Lie To Me Like Everyone Else Does0

By Tibor Shanto – tibor.shanto@sellbetter.ca 

Revenue, finding it, winning it keeping it, is more than sales, and certainly more than just one says. Winning growing and retaining clients (the source of revenue), may be centered around sales, but involves other key groups. Some like marketing, may not have as much direct contact with prospects/clients as customer support, implementation and others. All have an opportunity to reinforce the relationship, or blow it, making each and every interaction and exchange with a client. I know there were a number of accounts I lost because of an experience a client had with support; just as have landed bigger deals and kept them because of things others did for my clients. All this makes each encounter key, and makes one wonder why some companies have their representatives say some of the things they say to customers, and to know that they actually paid someone to teach these mistakes to their teams.

One challenge arises when there is a disconnect between what people say, and how they act, I guess one can call it incongruity

Empathy Is Not Just A Word

We all know empathy is central to interactions and by extension sales. But empathy is more than a word, it is more than an ingredient you measure and add in the right amounts at the right times during a conversation. It is very much the behavior that defines the word, not just saying it. You can’t say you are empathetic to a buyer or their concerns, and then behave in an opposite manner.

We have all had the opportunity to be screwed by a provider, I am not saying wireless, but as an example. Instead of dealing with the issue at hand they always apologize and empathize, I am sure it is like pages 27 to 32 in the work book.

“no matter what the prospect/customer says, just say ‘I apologize Mr. Shanto, I am sorry you feel, I can understand you feeling that way’ and then let them continue.”

You know they don’t mean, only because they don’t take any action to change things, just agree with your feelings, and apologize for how you feel, but not what they did to make you feel that way.

This is a challenge for sellers, because they too say things the prospect does not see them act on, which just confirms the whole mess.

What’s funny about the whole thing, is many companies, for example wireless, will do this to “how can I help – I apologize and see why you feel that way”; then do nothing, you bring up your next point, and they go right back to “yes, I can see that – I apologize and see why you feel that way”, and keep it going for a long time without resolution, until you drop the F-Bomb. Then it all becomes about that, the F-Bomb. So, it is perfectly fine for them to do it to you, but not for you to talk about it.

Honestly

The other words that cause prospects and buyers to be cautious is when a sales rep or support rep, says in response to a question the prospect/customer has says “Well to be honest,…” Hang on a minute, does that mean everything you said prior to this was not honest?

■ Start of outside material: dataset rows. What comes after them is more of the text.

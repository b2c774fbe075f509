//! `PostgreSQL` repository implementation for tasks.

use super::models::{AttachmentRow, CommentRow, TaskChangeset, TaskRow};
use crate::board::domain::{BoardId, ColumnId, ColumnKey};
use crate::postgres::{
    PgPool, get_conn_with, run_blocking_with,
    schema::{attachments, comments, tasks},
};
use crate::task::{
    domain::{
        Attachment, AttachmentDraft, AttachmentId, Comment, CommentId, PersistedTaskData,
        Placement, Priority, Task, TaskId, TaskMove, TaskTitle, sort_for_board,
    },
    ports::{TaskRepository, TaskRepositoryError, TaskRepositoryResult},
};
use crate::user::domain::UserId;
use async_trait::async_trait;
use chrono::{DateTime, Utc};
use diesel::prelude::*;
use diesel::result::{DatabaseErrorKind, Error as DieselError};
use std::collections::HashMap;

/// `PostgreSQL`-backed task repository.
#[derive(Debug, Clone)]
pub struct PostgresTaskRepository {
    pool: PgPool,
}

impl PostgresTaskRepository {
    /// Creates a repository from a connection pool.
    #[must_use]
    pub const fn new(pool: PgPool) -> Self {
        Self { pool }
    }

    async fn run<F, T>(&self, f: F) -> TaskRepositoryResult<T>
    where
        F: FnOnce(&mut PgConnection) -> TaskRepositoryResult<T> + Send + 'static,
        T: Send + 'static,
    {
        let pool = self.pool.clone();
        run_blocking_with(
            move || {
                let mut connection = get_conn_with(&pool, TaskRepositoryError::persistence)?;
                f(&mut connection)
            },
            TaskRepositoryError::persistence,
        )
        .await
    }
}

#[async_trait]
impl TaskRepository for PostgresTaskRepository {
    async fn store(&self, task: &Task) -> TaskRepositoryResult<()> {
        let task_id = task.id();
        let row = to_row(task);
        self.run(move |connection| {
            diesel::insert_into(tasks::table)
                .values(&row)
                .execute(connection)
                .map(|_| ())
                .map_err(|err| match err {
                    DieselError::DatabaseError(DatabaseErrorKind::UniqueViolation, _) => {
                        TaskRepositoryError::DuplicateTask(task_id)
                    }
                    _ => TaskRepositoryError::persistence(err),
                })
        })
        .await
    }

    async fn update(&self, task: &Task) -> TaskRepositoryResult<()> {
        let task_id = task.id();
        let changes = to_changeset(task);
        self.run(move |connection| {
            let updated = diesel::update(tasks::table.find(task_id.into_inner()))
                .set(&changes)
                .execute(connection)
                .map_err(TaskRepositoryError::persistence)?;
            if updated == 0 {
                return Err(TaskRepositoryError::NotFound(task_id));
            }
            Ok(())
        })
        .await
    }

    async fn delete(&self, id: TaskId) -> TaskRepositoryResult<()> {
        self.run(move |connection| {
            connection.transaction::<_, TaskRepositoryError, _>(|tx| {
                let uuid = id.into_inner();
                diesel::delete(comments::table.filter(comments::task_id.eq(uuid)))
                    .execute(tx)
                    .map_err(TaskRepositoryError::persistence)?;
                diesel::delete(attachments::table.filter(attachments::task_id.eq(uuid)))
                    .execute(tx)
                    .map_err(TaskRepositoryError::persistence)?;
                let deleted = diesel::delete(tasks::table.find(uuid))
                    .execute(tx)
                    .map_err(TaskRepositoryError::persistence)?;
                if deleted == 0 {
                    return Err(TaskRepositoryError::NotFound(id));
                }
                Ok(())
            })
        })
        .await
    }

    async fn find_by_id(&self, id: TaskId) -> TaskRepositoryResult<Option<Task>> {
        self.run(move |connection| {
            let rows = tasks::table
                .filter(tasks::id.eq(id.into_inner()))
                .select(TaskRow::as_select())
                .load::<TaskRow>(connection)
                .map_err(TaskRepositoryError::persistence)?;
            let mut assembled = assemble_tasks(connection, rows)?;
            Ok(assembled.pop())
        })
        .await
    }

    async fn list_for_board(&self, board: BoardId) -> TaskRepositoryResult<Vec<Task>> {
        self.run(move |connection| {
            let rows = tasks::table
                .filter(tasks::board_id.eq(board.into_inner()))
                .select(TaskRow::as_select())
                .load::<TaskRow>(connection)
                .map_err(TaskRepositoryError::persistence)?;
            let mut assembled = assemble_tasks(connection, rows)?;
            // Status strings sort alphabetically in SQL, not in lane order.
            sort_for_board(&mut assembled);
            Ok(assembled)
        })
        .await
    }

    async fn add_comment(&self, comment: &Comment) -> TaskRepositoryResult<()> {
        let task_id = comment.task_id();
        let row = CommentRow {
            id: comment.id().into_inner(),
            task_id: task_id.into_inner(),
            author_id: comment.author_id().into_inner(),
            content: comment.content().to_owned(),
            created_at: comment.created_at(),
        };
        self.run(move |connection| {
            ensure_task_exists(connection, task_id)?;
            diesel::insert_into(comments::table)
                .values(&row)
                .execute(connection)
                .map(|_| ())
                .map_err(TaskRepositoryError::persistence)
        })
        .await
    }

    async fn add_attachment(&self, attachment: &Attachment) -> TaskRepositoryResult<()> {
        let task_id = attachment.task_id();
        let size_bytes =
            i64::try_from(attachment.size_bytes()).map_err(TaskRepositoryError::persistence)?;
        let row = AttachmentRow {
            id: attachment.id().into_inner(),
            task_id: task_id.into_inner(),
            name: attachment.name().to_owned(),
            url: attachment.url().to_owned(),
            mime_type: attachment.mime_type().to_owned(),
            size_bytes,
            created_at: attachment.created_at(),
        };
        self.run(move |connection| {
            ensure_task_exists(connection, task_id)?;
            diesel::insert_into(attachments::table)
                .values(&row)
                .execute(connection)
                .map(|_| ())
                .map_err(TaskRepositoryError::persistence)
        })
        .await
    }

    async fn apply_moves(
        &self,
        moves: &[TaskMove],
        updated_at: DateTime<Utc>,
    ) -> TaskRepositoryResult<()> {
        let batch = moves.to_vec();
        self.run(move |connection| {
            connection.transaction::<_, TaskRepositoryError, _>(|tx| {
                for mv in &batch {
                    let placement = mv.placement;
                    let updated = diesel::update(tasks::table.find(mv.task_id.into_inner()))
                        .set((
                            tasks::status.eq(placement.status.as_str()),
                            tasks::column_id.eq(placement.column_id.into_inner()),
                            tasks::sort_order.eq(placement.order),
                            tasks::updated_at.eq(updated_at),
                        ))
                        .execute(tx)
                        .map_err(TaskRepositoryError::persistence)?;
                    if updated == 0 {
                        return Err(TaskRepositoryError::NotFound(mv.task_id));
                    }
                }
                Ok(())
            })
        })
        .await
    }
}

fn ensure_task_exists(connection: &mut PgConnection, id: TaskId) -> TaskRepositoryResult<()> {
    let found = tasks::table
        .find(id.into_inner())
        .select(tasks::id)
        .first::<uuid::Uuid>(connection)
        .optional()
        .map_err(TaskRepositoryError::persistence)?;
    found.map(|_| ()).ok_or(TaskRepositoryError::NotFound(id))
}

fn to_row(task: &Task) -> TaskRow {
    TaskRow {
        id: task.id().into_inner(),
        board_id: task.board_id().into_inner(),
        column_id: task.column_id().into_inner(),
        title: task.title().as_str().to_owned(),
        description: task.description().map(str::to_owned),
        status: task.status().as_str().to_owned(),
        priority: task.priority().code().to_owned(),
        assignee_id: task.assignee().map(UserId::into_inner),
        due_date: task.due_date(),
        tags: task.tags().to_vec(),
        sort_order: task.order(),
        created_at: task.created_at(),
        updated_at: task.updated_at(),
    }
}

fn to_changeset(task: &Task) -> TaskChangeset {
    TaskChangeset {
        column_id: task.column_id().into_inner(),
        title: task.title().as_str().to_owned(),
        description: task.description().map(str::to_owned),
        status: task.status().as_str().to_owned(),
        priority: task.priority().code().to_owned(),
        assignee_id: task.assignee().map(UserId::into_inner),
        due_date: task.due_date(),
        tags: task.tags().to_vec(),
        sort_order: task.order(),
        updated_at: task.updated_at(),
    }
}

/// Loads comments and attachments for the given rows and builds aggregates.
fn assemble_tasks(
    connection: &mut PgConnection,
    rows: Vec<TaskRow>,
) -> TaskRepositoryResult<Vec<Task>> {
    let ids: Vec<uuid::Uuid> = rows.iter().map(|row| row.id).collect();

    let comment_rows = comments::table
        .filter(comments::task_id.eq_any(ids.clone()))
        .order(comments::created_at.asc())
        .select(CommentRow::as_select())
        .load::<CommentRow>(connection)
        .map_err(TaskRepositoryError::persistence)?;
    let attachment_rows = attachments::table
        .filter(attachments::task_id.eq_any(ids))
        .order(attachments::created_at.asc())
        .select(AttachmentRow::as_select())
        .load::<AttachmentRow>(connection)
        .map_err(TaskRepositoryError::persistence)?;

    let mut comments_by_task: HashMap<uuid::Uuid, Vec<Comment>> = HashMap::new();
    for row in comment_rows {
        comments_by_task
            .entry(row.task_id)
            .or_default()
            .push(Comment::from_persisted(
                CommentId::from_uuid(row.id),
                TaskId::from_uuid(row.task_id),
                UserId::from_uuid(row.author_id),
                row.content,
                row.created_at,
            ));
    }
    let mut attachments_by_task: HashMap<uuid::Uuid, Vec<Attachment>> = HashMap::new();
    for row in attachment_rows {
        let size_bytes = u64::try_from(row.size_bytes).map_err(TaskRepositoryError::persistence)?;
        attachments_by_task
            .entry(row.task_id)
            .or_default()
            .push(Attachment::from_persisted(
                AttachmentId::from_uuid(row.id),
                TaskId::from_uuid(row.task_id),
                AttachmentDraft {
                    name: row.name,
                    url: row.url,
                    mime_type: row.mime_type,
                    size_bytes,
                },
                row.created_at,
            ));
    }

    rows.into_iter()
        .map(|row| {
            let status = ColumnKey::try_from(row.status.as_str())
                .map_err(TaskRepositoryError::persistence)?;
            let priority =
                Priority::try_from(row.priority.as_str()).map_err(TaskRepositoryError::persistence)?;
            let title = TaskTitle::new(row.title).map_err(TaskRepositoryError::persistence)?;
            Ok(Task::from_persisted(PersistedTaskData {
                id: TaskId::from_uuid(row.id),
                board_id: BoardId::from_uuid(row.board_id),
                title,
                description: row.description,
                placement: Placement {
                    status,
                    column_id: ColumnId::from_uuid(row.column_id),
                    order: row.sort_order,
                },
                priority,
                assignee: row.assignee_id.map(UserId::from_uuid),
                due_date: row.due_date,
                tags: row.tags,
                comments: comments_by_task.remove(&row.id).unwrap_or_default(),
                attachments: attachments_by_task.remove(&row.id).unwrap_or_default(),
                created_at: row.created_at,
                updated_at: row.updated_at,
            }))
        })
        .collect()
}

I know it is just a turn of phrase, but buyers hear these things over and over, and have come to take the words at face value, with the expectation that nothing will result of the conversation.

Why not just leave these expressions out? You want them to feel they are being empathized with, show them, act the part, don’t just talk to it because it is on page 27 of the work book. Align you actions with your words and people will see you are honest, you may not always be perfect, you may not always be spot on, but you will be perceived as being a lot more honest and customer focused, then just talking about it and then walking another way.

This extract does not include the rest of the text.